More than a third of the people who took the survey were taking medications known to have depression or suicidal thoughts as potential side effects. Olfson and his collaborators wanted to determine whether those participants were more or less likely to be depressed, compared to participants who didn't take any of these medications.
"What we found is that, in fact, they're more likely," Olfson says. And they found that people who took three or more of the medications were three times as likely to be depressed.
About 15 percent of participants who simultaneously used three or more of these drugs were depressed. By comparison, among participants who didn't use any of the medications, just 5 percent were depressed. Even those who used just one of these medications were at slightly higher risk of depression: About 7 percent were depressed.
Olfson says the study does not prove that the medications caused the depression. "We're just showing that if you're already taking them, you are more likely to be depressed," he says. To determine causation, he says, researchers would need to follow people over time — beginning at the time they start taking the medications — to see if they're more likely to develop depression.
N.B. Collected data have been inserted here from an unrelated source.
/// Owned, displayable form of a `JsValue` error. Lets JS failures cross
/// `thiserror` enums that have to stay `Send + Sync`.
#[derive(Clone, Debug, thiserror::Error)]
#[error("javascript error: {0}")]
pub struct JsError(String);

impl From<wasm_bindgen::JsValue> for JsError {
	fn from(value: wasm_bindgen::JsValue) -> Self {
		JsError(format!("{:?}", value))
	}
}

pub trait ResultExt<T, E> {
	fn ok_or_log(self) -> Option<T>
	where
		E: std::fmt::Display;
}

impl<T, E> ResultExt<T, E> for Result<T, E> {
	fn ok_or_log(self) -> Option<T>
	where
		E: std::fmt::Display,
	{
		self.inspect_err(|err| tracing::error!("{}", err)).ok()
	}
}
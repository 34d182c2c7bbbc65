use leptos::prelude::*;

#[component]
pub fn Initializing() -> impl IntoView {
	view! { <div class="Initializing">"Starting camera and hand tracker..."</div> }
}

/// Shown in place of the board when initialization fails. The message comes
/// from the error taxonomy, so it already tells the user what to do.
#[component]
pub fn InitFailed(#[prop(into)] message: String) -> impl IntoView {
	view! {
		<div class="InitFailed">
			<p>{message}</p>
			<p>"Fix the above, then reload the page."</p>
		</div>
	}
}
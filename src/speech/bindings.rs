use wasm_bindgen::prelude::*;
use wasm_bindgen::JsCast;

#[wasm_bindgen]
extern "C" {
	/// A Web Speech API recognizer. Chrome still ships the constructor under
	/// the `webkitSpeechRecognition` name, so every binding here is
	/// structural and construction goes through [`constructor`].
	#[derive(Clone)]
	pub type SpeechRecognition;

	#[wasm_bindgen(method, setter, structural, js_name = continuous)]
	pub fn set_continuous(this: &SpeechRecognition, value: bool);

	#[wasm_bindgen(method, setter, structural, js_name = interimResults)]
	pub fn set_interim_results(this: &SpeechRecognition, value: bool);

	#[wasm_bindgen(method, setter, structural, js_name = onresult)]
	pub fn set_onresult(this: &SpeechRecognition, handler: Option<&js_sys::Function>);

	#[wasm_bindgen(method, setter, structural, js_name = onerror)]
	pub fn set_onerror(this: &SpeechRecognition, handler: Option<&js_sys::Function>);

	#[wasm_bindgen(method, setter, structural, js_name = onend)]
	pub fn set_onend(this: &SpeechRecognition, handler: Option<&js_sys::Function>);

	#[wasm_bindgen(method, structural, catch)]
	pub fn start(this: &SpeechRecognition) -> Result<(), JsValue>;

	pub type SpeechRecognitionEvent;

	#[wasm_bindgen(method, getter, structural, js_name = resultIndex)]
	pub fn result_index(this: &SpeechRecognitionEvent) -> u32;

	#[wasm_bindgen(method, getter, structural)]
	pub fn results(this: &SpeechRecognitionEvent) -> SpeechRecognitionResultList;

	pub type SpeechRecognitionResultList;

	#[wasm_bindgen(method, getter, structural)]
	pub fn length(this: &SpeechRecognitionResultList) -> u32;

	#[wasm_bindgen(method, structural, indexing_getter)]
	pub fn get(this: &SpeechRecognitionResultList, index: u32) -> SpeechRecognitionResult;

	pub type SpeechRecognitionResult;

	#[wasm_bindgen(method, getter, structural, js_name = isFinal)]
	pub fn is_final(this: &SpeechRecognitionResult) -> bool;

	#[wasm_bindgen(method, structural, indexing_getter)]
	pub fn get(this: &SpeechRecognitionResult, index: u32) -> SpeechRecognitionAlternative;

	pub type SpeechRecognitionAlternative;

	#[wasm_bindgen(method, getter, structural)]
	pub fn transcript(this: &SpeechRecognitionAlternative) -> String;
}

/// Looks up the platform constructor, preferring the unprefixed name. `None`
/// means the platform has no speech recognition at all.
pub fn constructor() -> Option<js_sys::Function> {
	let window = web_sys::window()?;
	for name in ["SpeechRecognition", "webkitSpeechRecognition"] {
		if let Ok(value) = js_sys::Reflect::get(window.as_ref(), &JsValue::from_str(name)) {
			if let Ok(function) = value.dyn_into::<js_sys::Function>() {
				return Some(function);
			}
		}
	}
	None
}
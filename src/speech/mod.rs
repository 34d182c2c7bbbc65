mod bindings;

mod command;
pub use command::*;

use crate::util::JsError;
use std::cell::Cell;
use wasm_bindgen::prelude::*;
use wasm_bindgen::JsCast;

#[derive(Clone, Debug, thiserror::Error)]
pub enum SpeechError {
	#[error("speech recognition is not supported on this platform")]
	Unsupported,

	#[error(transparent)]
	Js(#[from] JsError),
}

static_assertions::assert_impl_all!(SpeechError: std::error::Error, Send, Sync);

/// Continuous, interim-allowed speech recognition that fires `handler` for
/// every finalized transcript matching the command vocabulary.
///
/// The platform recognizer stops itself after silence; the `onend` handler
/// restarts it unconditionally to approximate a continuous stream. Runtime
/// recognition errors are logged only; recovery happens through that restart,
/// never through the error handler.
pub struct VoiceListener {
	_recognition: bindings::SpeechRecognition,
	_on_result: Closure<dyn FnMut(bindings::SpeechRecognitionEvent)>,
	_on_error: Closure<dyn FnMut(JsValue)>,
	_on_end: Closure<dyn FnMut()>,
}

impl VoiceListener {
	pub fn start(mut handler: impl FnMut(Command) + 'static) -> Result<Self, SpeechError> {
		let constructor = bindings::constructor().ok_or(SpeechError::Unsupported)?;
		let recognition = js_sys::Reflect::construct(&constructor, &js_sys::Array::new())
			.map_err(JsError::from)?
			.unchecked_into::<bindings::SpeechRecognition>();
		recognition.set_continuous(true);
		recognition.set_interim_results(true);

		let on_result = Closure::<dyn FnMut(bindings::SpeechRecognitionEvent)>::new(
			move |event: bindings::SpeechRecognitionEvent| {
				for command in finalized_commands(&event) {
					tracing::info!(?command, "voice command recognized");
					handler(command);
				}
			},
		);
		recognition.set_onresult(Some(on_result.as_ref().unchecked_ref()));

		let on_error = Closure::<dyn FnMut(JsValue)>::new(|event: JsValue| {
			tracing::error!(?event, "speech recognition error");
		});
		recognition.set_onerror(Some(on_error.as_ref().unchecked_ref()));

		let on_end = {
			let recognition = recognition.clone();
			let restarts = Cell::new(0u64);
			Closure::<dyn FnMut()>::new(move || {
				restarts.set(restarts.get() + 1);
				tracing::debug!(restarts = restarts.get(), "restarting speech recognition");
				if let Err(error) = recognition.start().map_err(JsError::from) {
					tracing::error!(%error, "failed to restart speech recognition");
				}
			})
		};
		recognition.set_onend(Some(on_end.as_ref().unchecked_ref()));

		recognition.start().map_err(JsError::from)?;
		tracing::info!("voice commands enabled");

		Ok(Self {
			_recognition: recognition,
			_on_result: on_result,
			_on_error: on_error,
			_on_end: on_end,
		})
	}

	/// Leaks the listener so the recognition loop and its handlers stay alive
	/// for the lifetime of the page.
	pub fn forget(self) {
		std::mem::forget(self)
	}
}

/// Walks the finalized results of one recognition event, newest batch only
/// (from `resultIndex`), and collects the commands they spell out.
fn finalized_commands(event: &bindings::SpeechRecognitionEvent) -> Vec<Command> {
	let results = event.results();
	(event.result_index()..results.length())
		.filter_map(|index| {
			let result = results.get(index);
			if !result.is_final() {
				return None;
			}
			parse_command(&result.get(0).transcript())
		})
		.collect()
}
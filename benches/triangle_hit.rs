use criterion::{BatchSize, Criterion, criterion_group, criterion_main};
use rand::{Rng as _, SeedableRng as _, rngs::SmallRng};
use std::hint::black_box;

use trihit::{
    HitRecord, Hittable, HittableList, Interval, MaterialIdx, Ray, Triangle,
    geometry::{WorldPoint, WorldVector},
};

fn unit_triangle() -> Triangle {
    Triangle::new(
        WorldPoint::new(0.0, 0.0, 0.0),
        WorldPoint::new(1.0, 0.0, 0.0),
        WorldPoint::new(0.0, 1.0, 0.0),
        MaterialIdx::from_raw(0),
    )
}

/// Strip of triangles along the X axis, each one unit wide.
fn triangle_strip(count: usize) -> HittableList {
    (0..count)
        .map(|i| {
            let x = i as f64;
            Triangle::new(
                WorldPoint::new(x, 0.0, 0.0),
                WorldPoint::new(x + 1.0, 0.0, 0.0),
                WorldPoint::new(x, 1.0, 0.0),
                MaterialIdx::from_raw(0),
            )
        })
        .collect()
}

fn criterion_benchmark(c: &mut Criterion) {
    let triangle = unit_triangle();
    let ray_t = Interval::from_min(0.001);
    let down = WorldVector::new(0.0, 0.0, -1.0);

    let hit_ray = Ray::new(WorldPoint::new(0.25, 0.25, 1.0), down);
    c.bench_function("triangle_hit", |b| {
        b.iter(|| {
            let mut rec = HitRecord::default();
            black_box(triangle.hit(black_box(&hit_ray), ray_t, &mut rec));
            rec
        })
    });

    let miss_ray = Ray::new(WorldPoint::new(2.0, 2.0, 1.0), down);
    c.bench_function("triangle_miss_outside", |b| {
        b.iter(|| {
            let mut rec = HitRecord::default();
            black_box(triangle.hit(black_box(&miss_ray), ray_t, &mut rec))
        })
    });

    let parallel_ray = Ray::new(
        WorldPoint::new(-1.0, 0.25, 1.0),
        WorldVector::new(1.0, 0.0, 0.0),
    );
    c.bench_function("triangle_miss_parallel", |b| {
        b.iter(|| {
            let mut rec = HitRecord::default();
            black_box(triangle.hit(black_box(&parallel_ray), ray_t, &mut rec))
        })
    });

    let strip = triangle_strip(100);
    let mut rng = SmallRng::seed_from_u64(0);
    c.bench_function("triangle_strip_100", |b| {
        b.iter_batched(
            || {
                Ray::new(
                    WorldPoint::new(rng.random_range(0.0..100.0), rng.random_range(0.0..1.0), 1.0),
                    down,
                )
            },
            |ray| strip.intersect(&ray, ray_t),
            BatchSize::SmallInput,
        )
    });
}

criterion_group!(benches, criterion_benchmark);
criterion_main!(benches);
Nonetheless, Olfson says, he was surprised by the "strength of the association between the number of medications and the likelihood of being depressed."
These findings may motivate people to ask their health care providers more questions. "People should always be ready to ask, 'What are the risks and the benefits of me taking this medication?' " says Don Mordecai, a psychiatrist with Kaiser Permanente in San Jose, Calif. And he says doctors should be ready to have these conversations, too.
Mordecai says, if you start a new medicine it can be helpful to keep track of changes in how you feel.
"People who don't have a history of depression and then, suddenly, start to have symptoms of depression should be concerned that it's potentially due to a side effect, or potentially, an interaction," Mordecai says.
It's also worth having a conversation with your doctor about whether you might be able to stop a medication, Mordecai says. For instance, it may be possible to go off — or reduce — a medication for high blood pressure if you make other changes "such as changing your diet, limiting salt intake, or increasing exercise."
Use of medications with depression or suicidal thoughts as potential side effects has been on the rise, according to the study's lead author, Dima Mazen Qato, an assistant professor at the College of Pharmacy of the University of Illinois, Chicago.
"People are not only increasingly using these medicines alone, but are increasingly using them simultaneously, yet very few of these drugs have warning labels, so until we have public or system-level solutions, it is left up to patients and health care professionals to be aware of the risks," Qato wrote in a release about the study findings.
Qato says physicians may want to consider including evaluations of medications when they screen for depression.
"With depression as one of the leading causes of disability and increasing national suicide rates, we need to think innovatively about depression as a public health issue," Qato writes. She suggests that one strategy to reduce depression rates might be for health care providers to give more thought to the role these medications might play in depression risk.